With his term as interim prime minister of the Palestinian Authority about to expire, Ahmed Qureia was asked by Yasser Arafat to stay on and propose candidates for a new cabinet. Qureia told journalists Tuesday he'd yet to receive the request formally but would accept it, a development that analysts said could give a small boost to the US- and European-sponsored road map to peace. His first attempt to form a cabinet failed because he and Arafat couldn't agree on who should be interior minister, the post with responsibility for the various Palestinian security units.

An attempt by allies of leftist Venezuelan President Hugo Chávez to retaliate for the opposition campaign to recall him was rejected by the nation's elections commission. Chávez backers had threatened to launch recall efforts of their own against opposition governors, mayors, and city councillors and were planning a petition drive next month to gather the necessary signatures. But the commission ruled such a campaign would be an unnecessary expense for the state, especially since regional and local elections are scheduled for early next year.

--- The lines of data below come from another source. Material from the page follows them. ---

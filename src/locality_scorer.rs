//! Ranking of locality candidates (countries, states, cities, villages).

use std::cmp::Ordering;

use crate::{
    base_context::BaseContext,
    cbv::Cbv,
    locality::Locality,
    query::QueryParams,
    storage::{FeatureId, Shard, ShardId},
    token_range::TokenRange,
};

/// Number of candidates kept before name scoring.
pub const DEFAULT_READ_LIMIT: usize = 100;

/// How well a feature name matches a query slice, worst first.
#[derive(Debug, Clone, Copy, PartialEq, Eq, PartialOrd, Ord)]
pub enum NameScore {
    Zero,
    /// The slice occurs inside the name.
    Substring,
    /// The slice is a prefix of the name.
    Prefix,
    /// The slice covers the name, the last token only as a prefix.
    FullPrefix,
    Full,
}

impl NameScore {
    fn is_almost_full(self) -> bool {
        self >= NameScore::FullPrefix
    }
}

fn name_tokens(s: &str) -> Vec<String> {
    s.split_whitespace().map(str::to_lowercase).collect()
}

/// Scores `name` against the query tokens `slice`.
pub fn name_score(
    name: &str,
    slice: &[&str],
    last_is_prefix: bool,
) -> NameScore {
    let name = name_tokens(name);
    if name.is_empty() || slice.is_empty() || slice.len() > name.len() {
        return NameScore::Zero;
    }

    let last = slice.len() - 1;
    let mut best = NameScore::Zero;
    for offset in 0..=name.len() - slice.len() {
        let mut last_exact = true;
        let matched = slice.iter().enumerate().all(|(i, token)| {
            let word = &name[offset + i];
            if word == token {
                return true;
            }
            if i == last && last_is_prefix && word.starts_with(token) {
                last_exact = false;
                return true;
            }
            false
        });
        if !matched {
            continue;
        }

        let score = match (offset == 0, slice.len() == name.len()) {
            (true, true) if last_exact => NameScore::Full,
            (true, true) => NameScore::FullPrefix,
            (true, false) => NameScore::Prefix,
            (false, _) => NameScore::Substring,
        };
        best = best.max(score);
    }
    best
}

/// Feature lookups the scorer needs.
pub trait Delegate {
    /// Every display name of the feature.
    fn names(&self, id: u32) -> Vec<String>;

    fn rank(&self, id: u32) -> u8;
}

/// [`Delegate`] reading names and ranks from a shard.
pub struct ShardDelegate<'s> {
    shard: &'s dyn Shard,
}

impl<'s> ShardDelegate<'s> {
    pub fn new(shard: &'s dyn Shard) -> Self {
        Self { shard }
    }
}

impl Delegate for ShardDelegate<'_> {
    fn names(&self, id: u32) -> Vec<String> {
        self.shard
            .feature(id)
            .map(|f| f.names.into_iter().map(|(_, name)| name).collect())
            .unwrap_or_default()
    }

    fn rank(&self, id: u32) -> u8 {
        self.shard.rank(id)
    }
}

#[derive(Debug)]
struct ExLocality {
    locality: Locality,
    rank: u8,
    name_score: NameScore,
}

impl ExLocality {
    fn num_tokens(&self) -> usize {
        self.locality.range.len()
    }
}

pub struct LocalityScorer<'p, D> {
    params: &'p QueryParams,
    delegate: D,
}

impl<'p, D: Delegate> LocalityScorer<'p, D> {
    pub fn new(params: &'p QueryParams, delegate: D) -> Self {
        Self { params, delegate }
    }

    /// Collects localities of `shard` over every token range whose
    /// candidates survive `filter`, then keeps the best `limit`.
    pub fn get_top_localities(
        &self,
        ctx: &BaseContext<'_>,
        shard: ShardId,
        filter: &Cbv,
        limit: usize,
    ) -> Vec<Locality> {
        let candidates = self.candidates(ctx, shard, filter);
        self.top(candidates, limit)
    }

    /// Grows every token range from each start position while the
    /// filtered intersection of per-token candidates stays non-empty.
    fn candidates(
        &self,
        ctx: &BaseContext<'_>,
        shard: ShardId,
        filter: &Cbv,
    ) -> Vec<Locality> {
        let num_tokens = ctx.num_tokens();
        let mut localities = Vec::new();

        for begin in 0..num_tokens {
            let mut intersection = filter.intersect(&ctx.features[begin].all);
            let mut unfiltered = ctx.features[begin].all.clone();

            for end in begin + 1..=num_tokens {
                if intersection.is_empty() || intersection.is_full() {
                    break;
                }
                let range = TokenRange::new(begin, end);

                // Ranges made of numbers only are never localities.
                if !self.params.is_number_tokens(range) {
                    let probability = if unfiltered.is_full() {
                        0.0
                    } else {
                        intersection.pop_count() as f64
                            / unfiltered.pop_count() as f64
                    };
                    intersection.for_each(|id| {
                        localities.push(Locality::new(
                            FeatureId::new(shard, id),
                            range,
                            probability,
                        ));
                    });
                }

                if end < num_tokens {
                    intersection =
                        intersection.intersect(&ctx.features[end].all);
                    unfiltered = unfiltered.intersect(&ctx.features[end].all);
                }
            }
        }

        localities
    }

    fn top(&self, localities: Vec<Locality>, limit: usize) -> Vec<Locality> {
        let read_limit = limit.max(DEFAULT_READ_LIMIT);
        let mut ex: Vec<ExLocality> = dedup_by_largest_range(localities)
            .into_iter()
            .map(|locality| ExLocality {
                rank: self.delegate.rank(locality.feature.feature),
                locality,
                name_score: NameScore::Zero,
            })
            .collect();

        // Rank-prune before fetching names.
        if ex.len() > read_limit {
            ex.sort_by(|a, b| {
                cmp_desc(a.locality.probability, b.locality.probability)
                    .then_with(|| b.rank.cmp(&a.rank))
                    .then_with(|| b.num_tokens().cmp(&a.num_tokens()))
            });
            ex.truncate(read_limit);
        }

        for l in &mut ex {
            l.name_score = self.best_name_score(&l.locality);
        }
        ex.sort_by(compare_by_name);
        ex.truncate(limit);

        ex.into_iter().map(|l| l.locality).collect()
    }

    fn best_name_score(&self, locality: &Locality) -> NameScore {
        let range = locality.range;
        let slice = self.params.slice(range);
        let last_is_prefix = self.params.range_ends_with_prefix(range);
        self.delegate
            .names(locality.feature.feature)
            .iter()
            .map(|name| name_score(name, &slice, last_is_prefix))
            .max()
            .unwrap_or(NameScore::Zero)
    }
}

/// Keeps, per feature, only the locality with the largest token range.
fn dedup_by_largest_range(mut localities: Vec<Locality>) -> Vec<Locality> {
    localities.sort_by(|a, b| {
        a.feature
            .cmp(&b.feature)
            .then_with(|| b.range.len().cmp(&a.range.len()))
            .then_with(|| a.range.cmp(&b.range))
    });
    localities.dedup_by(|next, kept| next.feature == kept.feature);
    localities
}

fn cmp_desc(a: f64, b: f64) -> Ordering {
    b.partial_cmp(&a).unwrap_or(Ordering::Equal)
}

fn compare_by_name(a: &ExLocality, b: &ExLocality) -> Ordering {
    cmp_desc(a.locality.probability, b.locality.probability)
        .then_with(|| {
            if a.name_score.is_almost_full() && b.name_score.is_almost_full() {
                b.num_tokens()
                    .cmp(&a.num_tokens())
                    .then_with(|| b.name_score.cmp(&a.name_score))
            } else {
                b.name_score
                    .cmp(&a.name_score)
                    .then_with(|| b.num_tokens().cmp(&a.num_tokens()))
            }
        })
        .then_with(|| b.rank.cmp(&a.rank))
}

#[cfg(test)]
mod tests {
    use std::collections::HashMap;

    use super::*;
    use crate::{geometry::Rect, storage::TokenCandidates};

    #[derive(Default)]
    struct FakeDelegate {
        names: HashMap<u32, Vec<String>>,
        ranks: HashMap<u32, u8>,
    }

    impl FakeDelegate {
        fn add(&mut self, id: u32, name: &str, rank: u8) {
            self.names.insert(id, vec![name.to_string()]);
            self.ranks.insert(id, rank);
        }
    }

    impl Delegate for &FakeDelegate {
        fn names(&self, id: u32) -> Vec<String> {
            self.names.get(&id).cloned().unwrap_or_default()
        }

        fn rank(&self, id: u32) -> u8 {
            self.ranks.get(&id).copied().unwrap_or(0)
        }
    }

    fn params(query: &str) -> QueryParams {
        let mut params =
            QueryParams::parse(query, Rect::new(0.0, 0.0, 1.0, 1.0));
        params.last_token_is_prefix = false;
        params
    }

    fn token(ids: &[u32]) -> TokenCandidates {
        let cbv = Cbv::from_ids(ids.iter().copied());
        TokenCandidates::new(cbv.clone(), cbv)
    }

    #[test]
    fn name_scores() {
        assert_eq!(
            name_score("New York", &["new", "york"], false),
            NameScore::Full
        );
        assert_eq!(
            name_score("New York", &["new", "yo"], true),
            NameScore::FullPrefix
        );
        assert_eq!(name_score("New York", &["new"], false), NameScore::Prefix);
        assert_eq!(
            name_score("New York", &["york"], false),
            NameScore::Substring
        );
        assert_eq!(name_score("New York", &["boston"], false), NameScore::Zero);
        assert_eq!(name_score("", &["york"], false), NameScore::Zero);
    }

    #[test]
    fn probability_is_share_of_filtered_candidates() {
        let params = params("springfield");
        let ctx = BaseContext::new(vec![token(&[1, 2, 3, 4])]);
        let mut delegate = FakeDelegate::default();
        delegate.add(1, "Springfield", 0);
        delegate.add(2, "Springfield", 0);
        let scorer = LocalityScorer::new(&params, &delegate);

        let top = scorer.get_top_localities(&ctx, 0, &Cbv::from_ids([1, 2]), 5);
        assert_eq!(top.len(), 2);
        assert!(top.iter().all(|l| l.probability == 0.5));
    }

    #[test]
    fn keeps_largest_range_per_feature() {
        let params = params("new york");
        let ctx = BaseContext::new(vec![token(&[1, 2]), token(&[1])]);
        let mut delegate = FakeDelegate::default();
        delegate.add(1, "New York", 0);
        delegate.add(2, "New Orleans", 0);
        let scorer = LocalityScorer::new(&params, &delegate);

        let top = scorer.get_top_localities(&ctx, 0, &Cbv::full(), 5);
        let ny = top.iter().find(|l| l.feature.feature == 1);
        assert_eq!(ny.map(|l| l.range), Some(TokenRange::new(0, 2)));
    }

    #[test]
    fn number_only_ranges_are_skipped() {
        let params = params("10");
        let ctx = BaseContext::new(vec![token(&[1])]);
        let delegate = FakeDelegate::default();
        let scorer = LocalityScorer::new(&params, &delegate);
        assert!(scorer.get_top_localities(&ctx, 0, &Cbv::full(), 5).is_empty());
    }

    #[test]
    fn name_score_then_rank_orders_ties() {
        let params = params("paris");
        let ctx = BaseContext::new(vec![token(&[1, 2, 3])]);
        let mut delegate = FakeDelegate::default();
        delegate.add(1, "Paris Hilton Park", 200);
        delegate.add(2, "Paris", 10);
        delegate.add(3, "Paris", 50);
        let scorer = LocalityScorer::new(&params, &delegate);

        let top = scorer.get_top_localities(&ctx, 0, &Cbv::full(), 2);
        let ids: Vec<u32> = top.iter().map(|l| l.feature.feature).collect();
        assert_eq!(ids, vec![3, 2]);
    }
}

Dissidents in the opposition Conservative Party in Britain forced a vote of confidence in their embattled leader that it was not clear he can win. If Iain Duncan Smith fails to take a majority of the secret ballots Wednesday, the party will hold a follow-up election for a new leader, in which he'll be ineligible to be a candidate. He was vowing late Tuesday to fight for his job, but many Tories in Parliament are angry that the party under him hasn't gained in public opinion polls despite a continuing slump in Prime Minister Tony Blair's approval ratings.